Chocolate pate sucree recipe is from Baked to Order.

Cherry ganache recipe is adapted from Mad about Macarons.

Strawberry Mango Cream Puffs

strawberry mango cream puffs

Whether you’re looking for a Valentine’s treat or something sweet to chase away the winter blues, these strawberry mango cream puffs are the perfect baking project! They are so, so fun to make and incredibly fresh and delicious. Thanks to a couple magical ingredients, these sweet little pastries boast an intense fruity flavor that will transport you to a tropical location (or at least bring to mind memories of warmer days!).

Pâte à choux

Pâte à choux, or choux pastry, is really a magical thing. Mastering choux opens up a whole world of cream puffs, eclairs, crullers, gougeres and other delicious pastries; so it’s really worth spending time to get comfortable making it. (I’ve even got a whole chapter of choux recipes in my cookbook!) Honestly, making choux is not hard; as long as your recipe is solid you just need to make it a few times to get a sense of the visual cues and dough consistency, and to work out the best practices for your oven. If you’re new to choux, I recommend reading this tutorial at IronWhisk and this article on Serious Eats for a plethora of useful tips. Then just practice! Once you’ve got it, you’ve got it.

Craquelin

If you’ve ever wondered how professional bakeries get perfectly round cream puffs with that pretty crackly top, the answer is craquelin! Craquelin is basically a simple cookie dough. You roll it out thinly, then punch out little round cookies the same size as your piped choux dough. These cookies are placed on top of the choux right before baking; as the pastries bake, the craquelin bakes onto the puff, crisping and cracking along the way. Craquelin adds a hint of sweetness and texture (plus extra wow factor!) to your cream puffs, but feel free to omit it.

Specialty Ingredients

To make these strawberry mango cream puffs as written, you’ll need a couple of special ingredients. The first is strawberry couverture chocolate — I used Valrhona Strawberry Inspiration. This type of chocolate is made with freeze dried fruit for an intense and natural fruit flavor. It is truly delicious — I have to hide mine to keep my kids from snacking on it! I bought mine from a local baking supply store, but Strawberry Inspiration is readily available online. If you can’t source this ingredient, you can substitute regular good-quality white chocolate and make a whipped white chocolate ganache instead.

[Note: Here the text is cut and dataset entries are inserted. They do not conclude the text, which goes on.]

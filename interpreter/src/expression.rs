//! Compiled expressions: sources of fixed-width operations plus a shared
//! constant pool.

use alloc::vec::Vec;

use primitive_types::U256;

use crate::opcode::{Opcode, Operand, OP_WIDTH};

/// One decoded operation.
#[derive(Clone, Copy, Debug, Eq, PartialEq)]
pub struct Op {
	/// Opcode.
	pub opcode: Opcode,
	/// Operand.
	pub operand: Operand,
}

impl Op {
	/// Create a new operation.
	#[must_use]
	pub const fn new(opcode: Opcode, operand: u16) -> Self {
		Self {
			opcode,
			operand: Operand(operand),
		}
	}

	/// Encode into the wire form.
	#[must_use]
	pub const fn encode(&self) -> [u8; OP_WIDTH] {
		let operand = self.operand.0.to_be_bytes();
		[self.opcode.0, operand[0], operand[1]]
	}

	/// Decode the operation starting at byte `offset` of `source`. Returns
	/// `None` if fewer than [OP_WIDTH] bytes remain.
	#[must_use]
	pub fn decode(source: &[u8], offset: usize) -> Option<Self> {
		let bytes = source.get(offset..offset.checked_add(OP_WIDTH)?)?;
		Some(Self {
			opcode: Opcode(bytes[0]),
			operand: Operand(u16::from_be_bytes([bytes[1], bytes[2]])),
		})
	}
}

/// An expression: one or more sources and the constant pool they share.
/// Immutable once attached.
#[derive(Clone, Debug, Default, Eq, PartialEq)]
#[cfg_attr(feature = "with-serde", derive(serde::Serialize, serde::Deserialize))]
pub struct Expression {
	/// Encoded sources.
	pub sources: Vec<Vec<u8>>,
	/// Constant pool.
	pub constants: Vec<U256>,
}

impl Expression {
	/// Create a new expression.
	#[must_use]
	pub fn new(sources: Vec<Vec<u8>>, constants: Vec<U256>) -> Self {
		Self { sources, constants }
	}

	/// Encoded bytes of the given source.
	#[must_use]
	pub fn source(&self, index: usize) -> Option<&[u8]> {
		self.sources.get(index).map(|s| &s[..])
	}

	/// Iterate the operations of a source, yielding `(position, op)` where
	/// `position` is the operation index. Trailing bytes that do not form a
	/// whole operation are not yielded.
	pub fn ops(&self, index: usize) -> impl Iterator<Item = (usize, Op)> + '_ {
		let source = self.source(index).unwrap_or(&[]);
		(0..source.len() / OP_WIDTH)
			.filter_map(move |i| Op::decode(source, i * OP_WIDTH).map(|op| (i, op)))
	}
}

/// Builder for a single encoded source.
#[derive(Clone, Debug, Default)]
pub struct SourceBuilder(Vec<u8>);

impl SourceBuilder {
	/// Create an empty source.
	#[must_use]
	pub fn new() -> Self {
		Self(Vec::new())
	}

	/// Append an operation.
	#[must_use]
	pub fn op(mut self, opcode: Opcode, operand: u16) -> Self {
		self.0.extend_from_slice(&Op::new(opcode, operand).encode());
		self
	}

	/// Append an operation without an operand.
	#[must_use]
	pub fn op0(self, opcode: Opcode) -> Self {
		self.op(opcode, 0)
	}

	/// Finish the source.
	#[must_use]
	pub fn build(self) -> Vec<u8> {
		self.0
	}
}
//! Bounded expression virtual machine.
//!
//! Expressions are integrity checked once when attached to an [Invoker] and
//! then evaluated against a storage backend. The [Flow] and [Gate]
//! collaborators build on the invoker.

#![forbid(unsafe_code, unused_variables)]
#![cfg_attr(not(feature = "std"), no_std)]

extern crate alloc;

pub mod backend;
mod config;
mod flow;
mod gate;
mod invoker;
pub mod sentinel;

pub use exvm_interpreter as interpreter;
pub use exvm_interpreter::{
	asm, check, Context, ExitError, ExitException, ExitFatal, Expression, ExpressionShape,
	IntegrityConfig, IntegrityError, IntegrityErrorKind, Opcode, Scope, SourceBounds,
};

pub use crate::config::Config;
pub use crate::flow::{
	AssetMover, Erc1155Transfer, Erc20Transfer, Erc721Transfer, Flow, FlowError, FlowTransfers,
	NativeTransfer, FLOW_WIDTHS,
};
pub use crate::gate::Gate;
pub use crate::invoker::{EvalArgs, ExpressionId, ExternalFunction, Invoker};
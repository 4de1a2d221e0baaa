
use exvm::{
	backend::RuntimeBaseBackend,
	interpreter::utils::h160_to_u256,
	sentinel::{sentinel, SentinelError},
	Config, Erc20Transfer, ExitException, Flow, FlowError, NativeTransfer, Scope,
};
use primitive_types::{H160, U256};

use crate::mock::{args, assemble, caller, host, invoker, other, MockMover, Moved};

fn token() -> H160 {
	H160::from_low_u64_be(0x99)
}

/// Records a store write, then asks for one native transfer from the host
/// to the caller and one erc20 transfer of `context(0, 0)` tokens from
/// `erc20_from` to [other].
fn flow_text(erc20_from: &str) -> String {
	format!(
		"
		push 7
		push 1
		set
		push {sentinel}     # erc1155
		push {sentinel}     # erc721
		push {sentinel}     # erc20
		context 0 0
		push {other}
		{erc20_from}
		push {token}
		push {sentinel}     # native
		push 5
		sender
		this_address
		",
		sentinel = format!("0x{:x}", sentinel()),
		other = format!("0x{:x}", h160_to_u256(other())),
		token = format!("0x{:x}", h160_to_u256(token())),
		erc20_from = erc20_from,
	)
}

fn expected_native() -> NativeTransfer {
	NativeTransfer {
		from: host(),
		to: caller(),
		amount: U256::from(5),
	}
}

fn expected_erc20(from: H160) -> Erc20Transfer {
	Erc20Transfer {
		token: token(),
		from,
		to: other(),
		amount: U256::from(250),
	}
}

fn written(invoker: &exvm::Invoker<exvm::backend::InMemoryBackend>) -> U256 {
	invoker
		.backend()
		.storage(Scope::host(host()), U256::from(7))
}

#[test]
fn flow_moves_and_commits() {
	let mut invoker = invoker(Config::default());
	let flow = Flow::attach(&mut invoker, host(), assemble(&flow_text("sender")), vec![1]).unwrap();
	let mut mover = MockMover::default();

	let transfers = flow
		.flow(&mut invoker, &mut mover, args(0, vec![vec![U256::from(250)]]))
		.unwrap();

	assert_eq!(transfers.native, vec![expected_native()]);
	assert_eq!(transfers.erc20, vec![expected_erc20(caller())]);
	assert!(transfers.erc721.is_empty());
	assert!(transfers.erc1155.is_empty());
	assert_eq!(
		mover.moved,
		vec![
			Moved::Native(expected_native()),
			Moved::Erc20(expected_erc20(caller())),
		]
	);
	assert_eq!(written(&invoker), U256::one());
}

#[test]
fn preview_flow_neither_moves_nor_commits() {
	let mut invoker = invoker(Config::default());
	let flow = Flow::attach(&mut invoker, host(), assemble(&flow_text("sender")), vec![1]).unwrap();

	let transfers = flow
		.preview_flow(&invoker, args(0, vec![vec![U256::from(250)]]))
		.unwrap();
	assert_eq!(transfers.len(), 2);
	assert_eq!(written(&invoker), U256::zero());
}

#[test]
fn party_check_rejects_third_party_senders() {
	let text = flow_text(&format!("push 0x{:x}", h160_to_u256(other())));

	let mut checked = invoker(Config::default());
	let flow = Flow::attach(&mut checked, host(), assemble(&text), vec![1]).unwrap();
	let mut mover = MockMover::default();
	assert_eq!(
		flow.flow(&mut checked, &mut mover, args(0, vec![vec![U256::from(250)]])),
		Err(FlowError::UnauthorizedParty { from: other() })
	);
	assert!(mover.moved.is_empty());
	assert_eq!(written(&checked), U256::zero());

	let mut unchecked = invoker(Config::unchecked_flow());
	let flow = Flow::attach(&mut unchecked, host(), assemble(&text), vec![1]).unwrap();
	let transfers = flow
		.flow(&mut unchecked, &mut mover, args(0, vec![vec![U256::from(250)]]))
		.unwrap();
	assert_eq!(transfers.erc20, vec![expected_erc20(other())]);
	assert_eq!(written(&unchecked), U256::one());
}

#[test]
fn mover_failure_rolls_back_the_store() {
	let mut invoker = invoker(Config::default());
	let flow = Flow::attach(&mut invoker, host(), assemble(&flow_text("sender")), vec![1]).unwrap();
	let mut mover = MockMover {
		fail_at: Some(1),
		..Default::default()
	};

	assert_eq!(
		flow.flow(&mut invoker, &mut mover, args(0, vec![vec![U256::from(250)]])),
		Err(FlowError::Mover("mover refused".into()))
	);
	assert_eq!(mover.moved, vec![Moved::Native(expected_native())]);
	assert_eq!(written(&invoker), U256::zero());
}

#[test]
fn evaluation_and_decoding_failures() {
	let mut invoker = invoker(Config::default());
	let flow = Flow::attach(&mut invoker, host(), assemble(&flow_text("sender")), vec![1]).unwrap();
	let mut mover = MockMover::default();
	assert_eq!(
		flow.flow(&mut invoker, &mut mover, args(0, vec![])),
		Err(FlowError::Exit(ExitException::ContextMismatch.into()))
	);

	let flow = Flow::attach(
		&mut invoker,
		host(),
		assemble("push 1\npush 2\npush 3\npush 4"),
		vec![],
	)
	.unwrap();
	assert_eq!(
		flow.flow(&mut invoker, &mut mover, args(0, vec![])),
		Err(FlowError::Sentinel(SentinelError::TruncatedRecord {
			list: 0,
			record: 1,
		}))
	);
	assert!(mover.moved.is_empty());
}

The second specialty ingredient is freeze-dried mango. I got freeze-dried mango at Trader Joe’s, but again it’s fairly easy to find online or at specialty food shops. You cannot substitute regular dried fruit or puree in this recipe as the water content and flavor intensity is not the same. However, you can substitute another freeze-dried fruit or just omit the freeze-dried fruit if you prefer; the filling will still be delicious.

Baker’s Notes

  • While there are a lot of components in this recipe, none of the steps are very hard and you can spread out the work over a couple of days. I like making the strawberry ganache and craquelin a day ahead, then the rest of the components the day of serving. I’ve also included make-ahead notes in the recipe for additional options.
  • If you’re short on time, you can make just one of the fillings! If you do just the strawberry ganache, I would cut off the top third of each puff with a serrated knife, then pipe the filling inside. Replace the tops after adding the filling. Alternatively, fill the puffs with lightly sweetened whipped cream, pastry cream, or ice cream.
  • I have large baking sheets and can bake off this entire batch at once. Depending on the size of your baking sheets, you may need to bake on two sheets. I prefer to bake one sheet at a time for best results. The second sheet of piped choux can be kept at room temperature while the first bakes (wait until right before baking to put the craquelin on). Raise the oven temperature back up to 425F before baking the second sheet. Alternatively, bake both sheets at the same time on racks in the upper and lower thirds. Bake the puffs for at least 25 minutes before rotating the sheets.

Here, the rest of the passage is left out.